Bookmarks on Exhibition
Outstanding bookmarks - vintage and modern bookmark design in manifold shapes and make-up. All sorts of good ones. This Air France bookmark appeals to me.

Grabbed from that superior link source, Coudal.

Many Years Later

Gabriel Garcia Marquez Goes Home Again
The Nobel Prize-winning writer Gabriel Garcia Marquez returns to his home village, Aracataca, Colombia, to mark his upcoming 80th birthday. It's the 40th anniversary of his masterwork, One Hundred Years of Solitude.

Tuesday, June 05, 2007

Listen up!

PENNsoundoffers audio of a wide range of writers. I just listened to Alice Notley reading At Night The States and Gertrude Stein reading The Making of Americans.

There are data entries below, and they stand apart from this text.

//! Sample filtering by frame regexps

use regex::Regex;
use sightline_shared::Frame;

use crate::config::EffectiveConfig;
use crate::error::ReportError;

fn compile(pattern: &Option<String>) -> Result<Option<Regex>, ReportError> {
    pattern
        .as_deref()
        .map(|p| {
            Regex::new(p).map_err(|source| ReportError::InvalidRegex {
                pattern: p.to_string(),
                source,
            })
        })
        .transpose()
}

/// Whether `re` matches the frame's function, file, module or address.
pub(crate) fn frame_matches(re: &Regex, frame: &Frame) -> bool {
    frame.function.as_deref().is_some_and(|f| re.is_match(f))
        || frame.file.as_deref().is_some_and(|f| re.is_match(f))
        || (!frame.is_symbolized()
            && (frame.module.as_deref().is_some_and(|m| re.is_match(m))
                || re.is_match(&format!("{:#x}", frame.address))))
}

/// Filter regexps of one configuration, compiled once per report.
#[derive(Debug, Default)]
pub struct CompiledFilters {
    focus: Option<Regex>,
    ignore: Option<Regex>,
    hide: Option<Regex>,
    show: Option<Regex>,
    show_from: Option<Regex>,
}

/// Which filters matched at least one frame.
#[derive(Debug, Default)]
pub(crate) struct FilterHits {
    focus: bool,
    ignore: bool,
    hide: bool,
    show: bool,
    show_from: bool,
}

/// Outcome of filtering one sample.
pub(crate) enum Filtered<'a> {
    /// Removed by `focus` or `ignore`; does not count toward the total
    Dropped,
    /// Counts toward the total; frames left after hide/show, leaf first
    Kept(Vec<&'a Frame>),
}

impl CompiledFilters {
    pub fn compile(cfg: &EffectiveConfig) -> Result<Self, ReportError> {
        Ok(Self {
            focus: compile(&cfg.focus)?,
            ignore: compile(&cfg.ignore)?,
            hide: compile(&cfg.hide)?,
            show: compile(&cfg.show)?,
            show_from: compile(&cfg.show_from)?,
        })
    }

    /// Active filters as `key=regexp` lines for the legend.
    pub fn describe(&self) -> Vec<String> {
        [
            ("focus", &self.focus),
            ("ignore", &self.ignore),
            ("hide", &self.hide),
            ("show", &self.show),
            ("show_from", &self.show_from),
        ]
        .into_iter()
        .filter_map(|(k, re)| re.as_ref().map(|re| format!("{}={}", k, re.as_str())))
        .collect()
    }

    /// Filter one leaf-first stack.
    pub(crate) fn apply<'a>(&self, frames: &'a [Frame], hits: &mut FilterHits) -> Filtered<'a> {
        if let Some(re) = &self.focus {
            if !frames.iter().any(|f| frame_matches(re, f)) {
                return Filtered::Dropped;
            }
            hits.focus = true;
        }
        if let Some(re) = &self.ignore {
            if frames.iter().any(|f| frame_matches(re, f)) {
                hits.ignore = true;
                return Filtered::Dropped;
            }
        }

        let mut kept: Vec<&Frame> = frames.iter().collect();
        if let Some(re) = &self.hide {
            let before = kept.len();
            kept.retain(|f| !frame_matches(re, f));
            hits.hide |= kept.len() != before;
        }
        if let Some(re) = &self.show {
            kept.retain(|f| frame_matches(re, f));
            hits.show |= !kept.is_empty();
        }
        if let Some(re) = &self.show_from {
            // Keep the leaf up to the matching frame closest to the root.
            match kept.iter().rposition(|f| frame_matches(re, f)) {
                Some(i) => {
                    hits.show_from = true;
                    kept.truncate(i + 1);
                }
                None => kept.clear(),
            }
        }
        Filtered::Kept(kept)
    }

    /// Warnings for filters that never matched.
    pub(crate) fn unmatched(&self, hits: &FilterHits) -> Vec<String> {
        [
            (&self.focus, hits.focus),
            (&self.ignore, hits.ignore),
            (&self.hide, hits.hide),
            (&self.show, hits.show),
            (&self.show_from, hits.show_from),
        ]
        .into_iter()
        .filter_map(|(re, hit)| match re {
            Some(re) if !hit => Some(format!("no matches found for regexp: {}", re.as_str())),
            _ => None,
        })
        .collect()
    }
}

Read Any Good Books Lately?



"We asked a handful of writers what books they’ve enjoyed most over the last few months, and why. Their choices — from best sellers to poetry collections to a philosophy of science — are idiosyncratic and instructive."

Monday, June 04, 2007

I'd Buy This Book For Its Cover


“Milk Eggs Vodka: Grocery Lists Lost & Found”:
"“Milk Eggs Vodka” features 300 real grocery lists recovered from shopping carts and parking lots across America and other corners of the globe. Keaggy dissects each list with his acerbic wit and offers intriguing insights about what we eat and why."

via

Sunday, June 03, 2007

Shade

Neil Jordan tells us straight away that the narrator of the novel, Nina Hardy, has been brutally murdered by George the handyman. The story works its way back to the childhoods of these two on the banks of Ireland's River Boyne. They come from different backgrounds but their pasts are irrevocably intertwined. Nina and her brother, Gregory, are children of privilege. George and his sister, Janie, from over the river are not. They grow up together, the best of friends. Their common history ties them together although they develop very different characters. Nina becomes a famous actress, Georgie is brain damaged and mentally ill, Janie is a lush and Gregory is an adult who withholds his emotions. Danger looms as the children grow older and their idyllic childhood is threatened by blooming sexual tension.
A sense of doom pervades throughout due to our foreknowledge of Nina's gruesome end. When Nina returns home after the deaths of her parents she naively believes that she and George can resume the innocent childhood relationship she'd left behind so many years ago. Turns out she was wrong. I enjoy tales of Edwardian Ireland (William Trevor's Lucy Gault for instance) and I think this book succeeds as a memoir , a love story and as a ghost story.